Pour Christian Behrendt, constitutionnaliste à l'Université de Liège, cette lecture est erronée. "Qu'est-ce qu'une réforme de l'État ? D'un point de vue académique, c'est la modification au sein d'un État soit des structures institutionnelles, soit des prérogatives des entités constitutives. Si l'on se base sur cette définition, il est manifeste qu'on n'y est pas… Il est vrai, toutefois, que la réforme du régime d'assurance-chômage provoque proportionnellement davantage d'exclusions en Wallonie et à Bruxelles qu'en Flandre, c'est un fait. Cela résulte de données objectives : selon Statbel, au 3e trimestre 2025, le taux de chômage en Flandre était de 4,5 % ; de 7,9 % en Wallonie ; et de 13,1 % à Bruxelles."
La Flandre est touchée elle aussi
L'universitaire liégeois élargit son analyse. Si, isolément, la limitation dans le temps des allocations de chômage frappe plus durement les francophones, plusieurs autres décisions "arizoniennes" affecteront davantage les Flamands. "Prenons un exemple dont, au sud du pays, personne ne parle : le relèvement récent des taux de TVA. Dès lors que la Flandre a un PIB beaucoup plus important, ces décisions généreront beaucoup plus de charges fiscales au nord qu'au sud du pays."
"De même, le patrimoine moyen en Flandre étant beaucoup plus important, il y a lieu de penser que la taxe sur les plus-values touchera davantage les citoyens domiciliés en Région flamande que ceux domiciliés en Région de Bruxelles-Capitale et en Région wallonne. Dernier exemple : le lissage de l'indexation au-dessus de 4 000 euros brut par mois. Puisque le revenu moyen est supérieur en Flandre, cette limitation va toucher proportionnellement davantage les Flamands."

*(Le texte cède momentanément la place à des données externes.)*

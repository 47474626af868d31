//! Alignment: rotate Qn onto the phase of a reference sub-event.

use qn_core::{Axis, Error, QVector, Result};

use super::{Calibration, CorrectionStep, QnEvent, StepContext, StepStage, StepStatus};
use crate::profile::CalibrationProfile;

/// Step key.
pub const ALIGNMENT: &str = "alignment";

const XAXB: usize = 0;
const YAYB: usize = 1;
const XAYB: usize = 2;
const YAXB: usize = 3;

/// Rotation by the calibrated phase offset to a reference configuration.
#[derive(Debug)]
pub struct Alignment {
    reference: String,
    reference_index: Option<usize>,
    harmonic: u8,
    calibration: Calibration,
    pending: Option<(QVector, Option<QVector>)>,
    applied: bool,
}

impl Alignment {
    /// Align configuration `owner` on `reference` using harmonic `harmonic`.
    pub fn new(
        owner: &str,
        event_axes: &[Axis],
        harmonics: &[u8],
        reference: &str,
        harmonic: u8,
        min_entries: u64,
    ) -> Result<Self> {
        if !harmonics.contains(&harmonic) {
            return Err(Error::Validation(format!(
                "{owner}: alignment harmonic {harmonic} is not active"
            )));
        }
        if reference == owner {
            return Err(Error::Validation(format!("{owner}: cannot align on itself")));
        }
        let profile = CalibrationProfile::new("correlations", event_axes, 4)?;
        let n_bins = profile.n_event_bins();
        Ok(Self {
            reference: reference.to_string(),
            reference_index: None,
            harmonic,
            calibration: Calibration::new(owner, ALIGNMENT, vec![profile], n_bins, min_entries),
            pending: None,
            applied: false,
        })
    }

    /// Calibrated phase offset for `bin`, `None` while undefined.
    pub fn offset(&self, bin: usize) -> Option<f64> {
        let p = self.calibration.profile(0);
        let num = p.mean(bin, YAXB) - p.mean(bin, XAYB);
        let den = p.mean(bin, XAXB) + p.mean(bin, YAYB);
        if num == 0.0 && den == 0.0 {
            return None;
        }
        let delta = num.atan2(den) / f64::from(self.harmonic);
        delta.is_finite().then_some(delta)
    }
}

impl CorrectionStep for Alignment {
    fn name(&self) -> &'static str {
        ALIGNMENT
    }

    fn stage(&self) -> StepStage {
        StepStage::QnVector
    }

    fn priority(&self) -> u8 {
        1
    }

    fn resolve_peers(&mut self, lookup: &dyn Fn(&str) -> Option<usize>) -> Result<()> {
        self.reference_index = Some(lookup(&self.reference).ok_or_else(|| {
            Error::Validation(format!("alignment reference '{}' is not configured", self.reference))
        })?);
        Ok(())
    }

    fn process_corrections(
        &mut self,
        ctx: &StepContext<'_>,
        event: &mut QnEvent,
    ) -> Result<StepStatus> {
        let input = event.corrected.clone();
        let peer = self.reference_index.and_then(|i| ctx.peers.get(i)).cloned();
        self.applied = self.calibration.is_ready(ctx.class_bin);
        if self.applied
            && input.is_good_quality()
            && let Some(delta) = self.offset(ctx.class_bin)
        {
            for h in input.harmonics() {
                event.corrected.set_q(h, input.q(h).rotated(-f64::from(h) * delta));
            }
        }
        self.pending = Some((input, peer));
        Ok(if self.applied { StepStatus::Applied } else { StepStatus::NotCalibrated })
    }

    fn process_data_collection(
        &mut self,
        ctx: &StepContext<'_>,
        _event: &QnEvent,
    ) -> Result<StepStatus> {
        let Some((a, b)) = self.pending.as_ref() else {
            return Ok(StepStatus::NotCalibrated);
        };
        if let Some(b) = b
            && a.is_good_quality()
            && b.is_good_quality()
        {
            let (qa, qb) = (a.q(self.harmonic), b.q(self.harmonic));
            let profile = self.calibration.profile_mut(0);
            profile.fill(ctx.class_bin, XAXB, qa.x * qb.x);
            profile.fill(ctx.class_bin, YAYB, qa.y * qb.y);
            profile.fill(ctx.class_bin, XAYB, qa.x * qb.y);
            profile.fill(ctx.class_bin, YAXB, qa.y * qb.x);
            self.calibration.record(ctx.class_bin);
        }
        Ok(if self.applied { StepStatus::Applied } else { StepStatus::NotCalibrated })
    }

    fn clear_correction_step(&mut self) {
        self.pending = None;
        self.applied = false;
    }

    fn calibration(&self) -> &Calibration {
        &self.calibration
    }

    fn calibration_mut(&mut self) -> &mut Calibration {
        &mut self.calibration
    }
}

#[cfg(test)]
mod tests {
    use super::*;
    use crate::steps::test_support::{cent_axes, ctx, event_with};
    use approx::assert_relative_eq;
    use qn_core::QVec;
    use std::f64::consts::FRAC_PI_4;

    #[test]
    fn rotates_onto_reference_phase() {
        let mut step = Alignment::new("AA", &cent_axes(), &[1, 2], "BB", 1, 3).unwrap();
        step.resolve_peers(&|name| (name == "BB").then_some(0)).unwrap();

        // A lags B by pi/4 in every event.
        let reference = event_with(&[1, 2], &[(1.0, 0.0), (1.0, 0.0)], 1.0).corrected;
        let a = QVec::new(FRAC_PI_4.cos(), FRAC_PI_4.sin());
        let peers = [reference];
        for _ in 0..3 {
            let mut e = event_with(&[1, 2], &[(a.x, a.y), (0.0, 1.0)], 1.0);
            step.clear_correction_step();
            let status = step.process_corrections(&ctx(0, &peers), &mut e).unwrap();
            assert_eq!(status, StepStatus::NotCalibrated);
            step.process_data_collection(&ctx(0, &peers), &e).unwrap();
        }
        assert_relative_eq!(step.offset(0).unwrap(), FRAC_PI_4, epsilon = 1e-12);

        let mut e = event_with(&[1, 2], &[(a.x, a.y), (0.0, 1.0)], 1.0);
        step.clear_correction_step();
        let status = step.process_corrections(&ctx(0, &peers), &mut e).unwrap();
        assert_eq!(status, StepStatus::Applied);
        assert_relative_eq!(e.corrected.x(1), 1.0, epsilon = 1e-12);
        assert_relative_eq!(e.corrected.y(1), 0.0, epsilon = 1e-12);
        // Harmonic 2 is rotated by -2 delta = -pi/2.
        assert_relative_eq!(e.corrected.x(2), 1.0, epsilon = 1e-12);
        assert_relative_eq!(e.corrected.y(2), 0.0, epsilon = 1e-12);
    }

    #[test]
    fn unknown_reference_rejected() {
        let mut step = Alignment::new("AA", &cent_axes(), &[1], "ZZ", 1, 3).unwrap();
        assert!(step.resolve_peers(&|_| None).is_err());
        assert!(Alignment::new("AA", &cent_axes(), &[1], "BB", 2, 3).is_err());
        assert!(Alignment::new("AA", &cent_axes(), &[1], "AA", 1, 3).is_err());
    }
}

"J'ai la nationalité belge et la nationalité allemande et je peux vous dire que la loi fédérale allemande a, elle aussi, un impact différent en Bavière et dans les Lander de l'ex-Allemagne de l'Est."
Une vieille victoire d'Onkelinx…
Christian Behrendt remonte dans le temps afin d'appuyer ses propos. "Par le passé, une mesure fédérale était ouvertement favorable aux francophones et personne, à l'époque, n'a parlé d'une réforme de l'État déguisée pour autant : c'était la norme de croissance fixée à 4,5 % des dépenses en soins de santé obtenue par Laurette Onkelinx dans le gouvernement Verhofstadt. C'était son grand fait d'armes politique ! Cette décision était objectivement plus favorable au sud du pays car la nature des dépenses en soins de santé y est plus à charge de l'Inami qu'en Flandre."
Enfin, le professeur de droit souligne la nature des lois fédérales : elles ont une portée uniforme sur le plan formel mais des incidences différentes selon les entités fédérées. "Dès lors que les profils socio-économiques des trois Régions ne sont pas les mêmes, toute mesure fédérale a des répercussions différentes. Parfois, c'est léger et personne n'en parle. J'ai la nationalité belge et la nationalité allemande et je peux vous dire que la loi fédérale allemande a, elle aussi, un impact différent en Bavière et dans les Lander de l'ex-Allemagne de l'Est."